▶ [EXERCISE DIRECTIONS]:
Output the records exactly, every one of them.

▶ [DATA TO EXAMINE]:
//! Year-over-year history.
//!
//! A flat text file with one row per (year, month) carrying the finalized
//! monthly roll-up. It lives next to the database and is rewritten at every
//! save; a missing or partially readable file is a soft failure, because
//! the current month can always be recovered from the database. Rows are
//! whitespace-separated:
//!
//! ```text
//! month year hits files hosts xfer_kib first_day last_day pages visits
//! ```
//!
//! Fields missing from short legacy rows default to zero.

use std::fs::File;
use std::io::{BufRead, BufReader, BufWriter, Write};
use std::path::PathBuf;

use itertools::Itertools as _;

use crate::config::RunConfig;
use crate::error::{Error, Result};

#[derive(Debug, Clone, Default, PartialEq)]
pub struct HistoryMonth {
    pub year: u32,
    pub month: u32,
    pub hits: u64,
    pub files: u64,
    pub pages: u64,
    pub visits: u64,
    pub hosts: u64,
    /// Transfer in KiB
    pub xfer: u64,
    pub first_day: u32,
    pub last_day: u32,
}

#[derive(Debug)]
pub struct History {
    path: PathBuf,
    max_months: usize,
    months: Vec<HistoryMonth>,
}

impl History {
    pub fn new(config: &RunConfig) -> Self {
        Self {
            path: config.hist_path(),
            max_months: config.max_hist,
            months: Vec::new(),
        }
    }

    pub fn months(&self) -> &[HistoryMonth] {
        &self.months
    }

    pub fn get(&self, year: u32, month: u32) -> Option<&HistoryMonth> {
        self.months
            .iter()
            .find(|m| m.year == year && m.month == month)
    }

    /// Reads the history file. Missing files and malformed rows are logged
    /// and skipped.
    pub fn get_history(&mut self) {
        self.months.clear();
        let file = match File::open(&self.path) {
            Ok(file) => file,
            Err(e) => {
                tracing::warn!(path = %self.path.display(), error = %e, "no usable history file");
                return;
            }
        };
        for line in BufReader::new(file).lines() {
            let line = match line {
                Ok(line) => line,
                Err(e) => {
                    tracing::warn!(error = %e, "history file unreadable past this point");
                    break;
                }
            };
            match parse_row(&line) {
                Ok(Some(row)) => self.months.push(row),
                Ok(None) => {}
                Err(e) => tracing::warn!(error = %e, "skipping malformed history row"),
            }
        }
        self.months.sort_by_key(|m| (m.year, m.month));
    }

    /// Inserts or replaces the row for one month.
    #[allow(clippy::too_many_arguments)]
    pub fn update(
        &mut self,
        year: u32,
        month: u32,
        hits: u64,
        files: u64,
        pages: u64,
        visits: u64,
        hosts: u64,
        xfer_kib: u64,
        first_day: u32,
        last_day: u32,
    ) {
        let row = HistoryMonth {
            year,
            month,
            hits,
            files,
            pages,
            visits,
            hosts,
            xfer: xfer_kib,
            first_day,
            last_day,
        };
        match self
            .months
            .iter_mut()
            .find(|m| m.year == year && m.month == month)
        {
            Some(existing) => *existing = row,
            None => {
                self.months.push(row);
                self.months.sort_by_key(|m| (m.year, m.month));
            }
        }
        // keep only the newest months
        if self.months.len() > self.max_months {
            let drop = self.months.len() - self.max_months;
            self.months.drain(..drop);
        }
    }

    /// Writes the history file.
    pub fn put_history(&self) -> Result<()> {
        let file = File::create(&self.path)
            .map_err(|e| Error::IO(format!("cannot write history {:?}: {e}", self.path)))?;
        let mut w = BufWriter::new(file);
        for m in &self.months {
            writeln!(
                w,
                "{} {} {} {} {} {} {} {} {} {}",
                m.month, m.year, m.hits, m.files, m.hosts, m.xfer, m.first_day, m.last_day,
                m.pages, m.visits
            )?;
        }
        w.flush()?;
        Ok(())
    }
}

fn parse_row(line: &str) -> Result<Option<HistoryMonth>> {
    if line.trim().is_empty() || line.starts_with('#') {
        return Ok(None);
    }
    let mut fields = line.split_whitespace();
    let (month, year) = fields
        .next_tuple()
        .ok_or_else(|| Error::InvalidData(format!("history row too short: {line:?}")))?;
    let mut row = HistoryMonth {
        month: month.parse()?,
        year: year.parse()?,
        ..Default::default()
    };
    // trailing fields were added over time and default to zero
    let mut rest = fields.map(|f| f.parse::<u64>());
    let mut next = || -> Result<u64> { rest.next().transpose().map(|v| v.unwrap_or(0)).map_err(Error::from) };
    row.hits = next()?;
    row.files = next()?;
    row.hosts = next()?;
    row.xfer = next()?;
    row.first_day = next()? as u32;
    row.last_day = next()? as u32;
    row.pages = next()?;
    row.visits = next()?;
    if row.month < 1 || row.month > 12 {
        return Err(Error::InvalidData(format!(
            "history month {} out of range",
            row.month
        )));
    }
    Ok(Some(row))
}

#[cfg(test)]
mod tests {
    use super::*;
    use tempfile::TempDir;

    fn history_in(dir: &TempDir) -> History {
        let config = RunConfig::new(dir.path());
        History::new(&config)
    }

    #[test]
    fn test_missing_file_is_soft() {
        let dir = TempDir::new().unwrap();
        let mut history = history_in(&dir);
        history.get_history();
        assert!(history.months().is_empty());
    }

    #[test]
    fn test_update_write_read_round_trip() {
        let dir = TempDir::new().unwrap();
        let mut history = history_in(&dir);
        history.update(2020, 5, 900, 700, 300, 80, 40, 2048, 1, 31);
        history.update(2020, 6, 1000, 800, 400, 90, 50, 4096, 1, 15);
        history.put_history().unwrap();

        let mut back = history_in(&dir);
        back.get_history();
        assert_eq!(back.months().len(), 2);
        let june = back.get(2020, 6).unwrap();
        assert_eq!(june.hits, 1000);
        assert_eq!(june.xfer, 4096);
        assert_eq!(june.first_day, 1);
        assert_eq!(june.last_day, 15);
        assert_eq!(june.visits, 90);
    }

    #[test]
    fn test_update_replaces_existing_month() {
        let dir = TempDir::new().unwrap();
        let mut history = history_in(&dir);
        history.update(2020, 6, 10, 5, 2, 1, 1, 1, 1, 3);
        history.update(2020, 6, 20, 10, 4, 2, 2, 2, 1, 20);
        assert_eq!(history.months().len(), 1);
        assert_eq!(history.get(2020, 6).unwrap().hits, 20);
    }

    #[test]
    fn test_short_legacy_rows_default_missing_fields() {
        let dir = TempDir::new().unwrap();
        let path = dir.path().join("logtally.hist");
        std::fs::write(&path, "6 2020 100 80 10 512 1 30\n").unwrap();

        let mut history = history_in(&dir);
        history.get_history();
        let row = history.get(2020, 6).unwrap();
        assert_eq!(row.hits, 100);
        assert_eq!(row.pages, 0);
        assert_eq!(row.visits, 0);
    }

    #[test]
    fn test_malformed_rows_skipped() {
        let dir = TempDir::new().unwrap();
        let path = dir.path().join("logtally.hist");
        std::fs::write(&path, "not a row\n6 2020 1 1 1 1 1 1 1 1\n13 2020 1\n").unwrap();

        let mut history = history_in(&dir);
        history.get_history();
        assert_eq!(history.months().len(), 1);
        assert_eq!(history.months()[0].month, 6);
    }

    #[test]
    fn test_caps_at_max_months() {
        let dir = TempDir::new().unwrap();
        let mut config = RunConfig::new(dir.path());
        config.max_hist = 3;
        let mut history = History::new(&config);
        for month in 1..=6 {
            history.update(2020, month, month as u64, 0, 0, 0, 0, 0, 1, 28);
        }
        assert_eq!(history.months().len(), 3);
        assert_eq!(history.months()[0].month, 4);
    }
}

▶ [ANSWER BOX]:
//! Year-over-year history.
//!
//! A flat text file with one row per (year, month) carrying the finalized
//! monthly roll-up. It lives next to the database and is rewritten at every
//! save; a missing or partially readable file is a soft failure, because
//! the current month can always be recovered from the database. Rows are
//! whitespace-separated:
//!
//! ```text
//! month year hits files hosts xfer_kib first_day last_day pages visits
//! ```
//!
//! Fields missing from short legacy rows default to zero.

use std::fs::File;
use std::io::{BufRead, BufReader, BufWriter, Write};
use std::path::PathBuf;

use itertools::Itertools as _;

use crate::config::RunConfig;
use crate::error::{Error, Result};

#[derive(Debug, Clone, Default, PartialEq)]
pub struct HistoryMonth {
    pub year: u32,
    pub month: u32,
    pub hits: u64,
    pub files: u64,
    pub pages: u64,
    pub visits: u64,
    pub hosts: u64,
    /// Transfer in KiB
    pub xfer: u64,
    pub first_day: u32,
    pub last_day: u32,
}

#[derive(Debug)]
pub struct History {
    path: PathBuf,
    max_months: usize,
    months: Vec<HistoryMonth>,
}

impl History {
    pub fn new(config: &RunConfig) -> Self {
        Self {
            path: config.hist_path(),
            max_months: config.max_hist,
            months: Vec::new(),
        }
    }

    pub fn months(&self) -> &[HistoryMonth] {
        &self.months
    }

    pub fn get(&self, year: u32, month: u32) -> Option<&HistoryMonth> {
        self.months
            .iter()
            .find(|m| m.year == year && m.month == month)
    }

    /// Reads the history file. Missing files and malformed rows are logged
    /// and skipped.
    pub fn get_history(&mut self) {
        self.months.clear();
        let file = match File::open(&self.path) {
            Ok(file) => file,
            Err(e) => {
                tracing::warn!(path = %self.path.display(), error = %e, "no usable history file");
                return;
            }
        };
        for line in BufReader::new(file).lines() {
            let line = match line {
                Ok(line) => line,
                Err(e) => {
                    tracing::warn!(error = %e, "history file unreadable past this point");
                    break;
                }
            };
            match parse_row(&line) {
                Ok(Some(row)) => self.months.push(row),
                Ok(None) => {}
                Err(e) => tracing::warn!(error = %e, "skipping malformed history row"),
            }
        }
        self.months.sort_by_key(|m| (m.year, m.month));
    }

    /// Inserts or replaces the row for one month.
    #[allow(clippy::too_many_arguments)]
    pub fn update(
        &mut self,
        year: u32,
        month: u32,
        hits: u64,
        files: u64,
        pages: u64,
        visits: u64,
        hosts: u64,
        xfer_kib: u64,
        first_day: u32,
        last_day: u32,
    ) {
        let row = HistoryMonth {
            year,
            month,
            hits,
            files,
            pages,
            visits,
            hosts,
            xfer: xfer_kib,
            first_day,
            last_day,
        };
        match self
            .months
            .iter_mut()
            .find(|m| m.year == year && m.month == month)
        {
            Some(existing) => *existing = row,
            None => {
                self.months.push(row);
                self.months.sort_by_key(|m| (m.year, m.month));
            }
        }
        // keep only the newest months
        if self.months.len() > self.max_months {
            let drop = self.months.len() - self.max_months;
            self.months.drain(..drop);
        }
    }

    /// Writes the history file.
    pub fn put_history(&self) -> Result<()> {
        let file = File::create(&self.path)
            .map_err(|e| Error::IO(format!("cannot write history {:?}: {e}", self.path)))?;
        let mut w = BufWriter::new(file);
        for m in &self.months {
            writeln!(
                w,
                "{} {} {} {} {} {} {} {} {} {}",
                m.month, m.year, m.hits, m.files, m.hosts, m.xfer, m.first_day, m.last_day,
                m.pages, m.visits
            )?;
        }
        w.flush()?;
        Ok(())
    }
}

fn parse_row(line: &str) -> Result<Option<HistoryMonth>> {
    if line.trim().is_empty() || line.starts_with('#') {
        return Ok(None);
    }
    let mut fields = line.split_whitespace();
    let (month, year) = fields
        .next_tuple()
        .ok_or_else(|| Error::InvalidData(format!("history row too short: {line:?}")))?;
    let mut row = HistoryMonth {
        month: month.parse()?,
        year: year.parse()?,
        ..Default::default()
    };
    // trailing fields were added over time and default to zero
    let mut rest = fields.map(|f| f.parse::<u64>());
    let mut next = || -> Result<u64> { rest.next().transpose().map(|v| v.unwrap_or(0)).map_err(Error::from) };
    row.hits = next()?;
    row.files = next()?;
    row.hosts = next()?;
    row.xfer = next()?;
    row.first_day = next()? as u32;
    row.last_day = next()? as u32;
    row.pages = next()?;
    row.visits = next()?;
    if row.month < 1 || row.month > 12 {
        return Err(Error::InvalidData(format!(
            "history month {} out of range",
            row.month
        )));
    }
    Ok(Some(row))
}

#[cfg(test)]
mod tests {
    use super::*;
    use tempfile::TempDir;

    fn history_in(dir: &TempDir) -> History {
        let config = RunConfig::new(dir.path());
        History::new(&config)
    }

    #[test]
    fn test_missing_file_is_soft() {
        let dir = TempDir::new().unwrap();
        let mut history = history_in(&dir);
        history.get_history();
        assert!(history.months().is_empty());
    }

    #[test]
    fn test_update_write_read_round_trip() {
        let dir = TempDir::new().unwrap();
        let mut history = history_in(&dir);
        history.update(2020, 5, 900, 700, 300, 80, 40, 2048, 1, 31);
        history.update(2020, 6, 1000, 800, 400, 90, 50, 4096, 1, 15);
        history.put_history().unwrap();

        let mut back = history_in(&dir);
        back.get_history();
        assert_eq!(back.months().len(), 2);
        let june = back.get(2020, 6).unwrap();
        assert_eq!(june.hits, 1000);
        assert_eq!(june.xfer, 4096);
        assert_eq!(june.first_day, 1);
        assert_eq!(june.last_day, 15);
        assert_eq!(june.visits, 90);
    }

    #[test]
    fn test_update_replaces_existing_month() {
        let dir = TempDir::new().unwrap();
        let mut history = history_in(&dir);
        history.update(2020, 6, 10, 5, 2, 1, 1, 1, 1, 3);
        history.update(2020, 6, 20, 10, 4, 2, 2, 2, 1, 20);
        assert_eq!(history.months().len(), 1);
        assert_eq!(history.get(2020, 6).unwrap().hits, 20);
    }

    #[test]
    fn test_short_legacy_rows_default_missing_fields() {
        let dir = TempDir::new().unwrap();
        let path = dir.path().join("logtally.hist");
        std::fs::write(&path, "6 2020 100 80 10 512 1 30\n").unwrap();

        let mut history = history_in(&dir);
        history.get_history();
        let row = history.get(2020, 6).unwrap();
        assert_eq!(row.hits, 100);
        assert_eq!(row.pages, 0);
        assert_eq!(row.visits, 0);
    }

    #[test]
    fn test_malformed_rows_skipped() {
        let dir = TempDir::new().unwrap();
        let path = dir.path().join("logtally.hist");
        std::fs::write(&path, "not a row\n6 2020 1 1 1 1 1 1 1 1\n13 2020 1\n").unwrap();

        let mut history = history_in(&dir);
        history.get_history();
        assert_eq!(history.months().len(), 1);
        assert_eq!(history.months()[0].month, 6);
    }

    #[test]
    fn test_caps_at_max_months() {
        let dir = TempDir::new().unwrap();
        let mut config = RunConfig::new(dir.path());
        config.max_hist = 3;
        let mut history = History::new(&config);
        for month in 1..=6 {
            history.update(2020, month, month as u64, 0, 0, 0, 0, 0, 1, 28);
        }
        assert_eq!(history.months().len(), 3);
        assert_eq!(history.months()[0].month, 4);
    }
}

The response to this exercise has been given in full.